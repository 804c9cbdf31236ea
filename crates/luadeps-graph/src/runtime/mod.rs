//! File-system runtime abstraction for dependency discovery.
//!
//! Every file-system query made by the scanner, resolver and graph builder
//! goes through the [`Runtime`] trait. The native implementation wraps
//! `std::fs`; tests can substitute their own implementation to observe or
//! restrict what the discovery pass touches.

mod native;

pub use native::NativeRuntime;

use std::path::{Path, PathBuf};

/// Result type for runtime operations
pub type RuntimeResult<T> = Result<T, RuntimeError>;

/// Errors that can occur during runtime operations
#[derive(Debug, thiserror::Error)]
pub enum RuntimeError {
    /// File not found
    #[error("File not found: {}", .0.display())]
    FileNotFound(PathBuf),

    /// I/O error
    #[error("I/O error on {}: {message}", .path.display())]
    Io { path: PathBuf, message: String },
}

/// Platform runtime trait
///
/// Discovery is single-threaded and synchronous, so every method blocks. The
/// `Send + Sync` bounds let one runtime be shared as `Arc<dyn Runtime>`
/// between the resolver and the graph builder.
pub trait Runtime: Send + Sync + std::fmt::Debug {
    /// Read a file's raw bytes.
    fn read_file(&self, path: &Path) -> RuntimeResult<Vec<u8>>;

    /// Check if a path exists and is a regular file.
    fn is_file(&self, path: &Path) -> bool;

    /// Check if a path exists and is a directory.
    fn is_dir(&self, path: &Path) -> bool;

    /// Resolve a path to its canonical absolute form (symlinks followed).
    fn canonicalize(&self, path: &Path) -> RuntimeResult<PathBuf>;

    /// Get the current working directory
    fn current_dir(&self) -> RuntimeResult<PathBuf>;
}
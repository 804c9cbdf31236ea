//! Error handling for the luadeps CLI.
//!
//! - [`CliError`] is what every command returns
//! - [`ConfigError`] and [`BuildError`] carry the CLI's own failure modes
//! - discovery failures are wrapped unchanged from [`DiscoveryError`]
//!
//! Messages end with a `Hint:` line where there is something the user can do.

use std::path::PathBuf;

use luadeps_graph::DiscoveryError;
use thiserror::Error;

mod miette;

pub use self::miette::cli_error_to_miette;

/// Top-level CLI error type.
#[derive(Debug, Error)]
pub enum CliError {
    /// Dependency discovery failed
    #[error(transparent)]
    Discovery(#[from] DiscoveryError),

    /// Configuration-related errors
    #[error("Configuration error: {0}")]
    Config(#[from] ConfigError),

    /// External build errors
    #[error("Build error: {0}")]
    Build(#[from] BuildError),

    /// Invalid command-line arguments or options
    #[error("Invalid argument: {0}")]
    InvalidArgument(String),

    /// I/O errors from file system operations
    #[error("I/O error: {0}")]
    Io(#[from] std::io::Error),

    /// JSON serialization errors
    #[error("JSON error: {0}")]
    Json(#[from] serde_json::Error),
}

/// Configuration-specific errors.
#[derive(Debug, Error)]
pub enum ConfigError {
    /// Config file given with --config doesn't exist
    #[error("Config file not found: {}\n\nHint: Create a luadeps.toml file or fix the --config path", .0.display())]
    NotFound(PathBuf),

    /// Invalid value for a configuration option
    #[error("Invalid value for '{field}': {value}\n\nHint: {hint}")]
    InvalidValue {
        /// Name of the field with invalid value
        field: String,
        /// The invalid value
        value: String,
        /// Helpful hint for correct values
        hint: String,
    },
}

/// Errors from the external luastatic build.
#[derive(Debug, Error)]
pub enum BuildError {
    /// A required tool is not on PATH
    #[error("{tool} not found on PATH\n\nHint: {hint}")]
    ToolNotFound {
        tool: String,
        hint: String,
    },

    /// The tool ran and exited unsuccessfully
    #[error("Compilation failed: `{command}` exited with {status}\n{stderr}")]
    CompilationFailed {
        command: String,
        status: String,
        stderr: String,
    },

    /// The tool reported success but the executable is missing
    #[error("Expected output was not produced: {}\n\nHint: Run with --verbose to see the luastatic output", .0.display())]
    OutputNotFound(PathBuf),

    /// A manual-mode dependency doesn't exist
    #[error("Dependency not found: {}\n\nHint: Check the --require paths", .0.display())]
    DependencyNotFound(PathBuf),

    /// Output directory is not usable
    #[error("Output directory is not writable: {}\n\nHint: Check directory permissions or choose another --output", .0.display())]
    OutputNotWritable(PathBuf),
}

/// Result type alias using `CliError` as the default error type.
pub type Result<T, E = CliError> = std::result::Result<T, E>;
//! The `luadeps` command-line tool.
//!
//! A thin layer over [`luadeps_graph`]: argument parsing, layered
//! configuration, output formatting and the external luastatic build.
//!
//! - [`cli`] - clap definitions
//! - [`commands`] - one module per subcommand
//! - [`config`] - `luadeps.toml`, `LUADEPS_*` and flag layering
//! - [`error`] - CLI errors and miette rendering
//! - [`logger`] - tracing subscriber setup
//! - [`ui`] - status lines and summaries on stderr

pub mod cli;
pub mod commands;
pub mod config;
pub mod error;
pub mod logger;
pub mod ui;

pub use error::{BuildError, CliError, ConfigError, Result};
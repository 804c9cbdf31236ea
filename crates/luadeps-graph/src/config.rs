//! Options for a discovery pass.

use std::time::Duration;

use serde::{Deserialize, Serialize};

/// Default ceiling on discovered files, entry excluded.
pub const DEFAULT_MAX_DEPENDENCIES: usize = 36;

/// Options controlling one discovery pass.
#[derive(Debug, Clone, PartialEq, Eq, Serialize, Deserialize)]
#[serde(default, deny_unknown_fields)]
pub struct DiscoveryOptions {
    /// Maximum number of distinct discovered files, entry excluded.
    pub max_dependencies: usize,

    /// Skip discovery entirely and return an empty manifest.
    pub manual: bool,

    /// Conventional subdirectories of the entry's directory that join the
    /// search list when they exist.
    pub local_dirs: Vec<String>,

    /// External package-manager search-path probe.
    pub probe: ProbeOptions,
}

impl Default for DiscoveryOptions {
    fn default() -> Self {
        Self {
            max_dependencies: DEFAULT_MAX_DEPENDENCIES,
            manual: false,
            local_dirs: vec!["lua_modules".into(), "lib".into(), "src".into()],
            probe: ProbeOptions::default(),
        }
    }
}

impl DiscoveryOptions {
    pub fn with_max_dependencies(mut self, max: usize) -> Self {
        self.max_dependencies = max;
        self
    }

    pub fn with_manual(mut self, manual: bool) -> Self {
        self.manual = manual;
        self
    }

    /// Disable the external search-path probe.
    pub fn without_probe(mut self) -> Self {
        self.probe.enabled = false;
        self
    }
}

/// How the package manager is asked for its module search path.
#[derive(Debug, Clone, PartialEq, Eq, Serialize, Deserialize)]
#[serde(default, deny_unknown_fields)]
pub struct ProbeOptions {
    pub enabled: bool,
    pub program: String,
    pub args: Vec<String>,
    /// Hard deadline for the probe process, in milliseconds.
    pub timeout_ms: u64,
    /// Upper bound on directories taken from the probe output.
    pub max_dirs: usize,
}

impl Default for ProbeOptions {
    fn default() -> Self {
        Self {
            enabled: true,
            program: "luarocks".into(),
            args: vec!["path".into(), "--lr-path".into()],
            timeout_ms: 5_000,
            max_dirs: 64,
        }
    }
}

impl ProbeOptions {
    pub fn timeout(&self) -> Duration {
        Duration::from_millis(self.timeout_ms)
    }
}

------------

_Brief:_ Which lines of the records contain the word "CliError"? Copy each of them.

_Written response:_
//! - [`CliError`] is what every command returns
pub enum CliError {
/// Result type alias using `CliError` as the default error type.
pub type Result<T, E = CliError> = std::result::Result<T, E>;
pub use error::{BuildError, CliError, ConfigError, Result};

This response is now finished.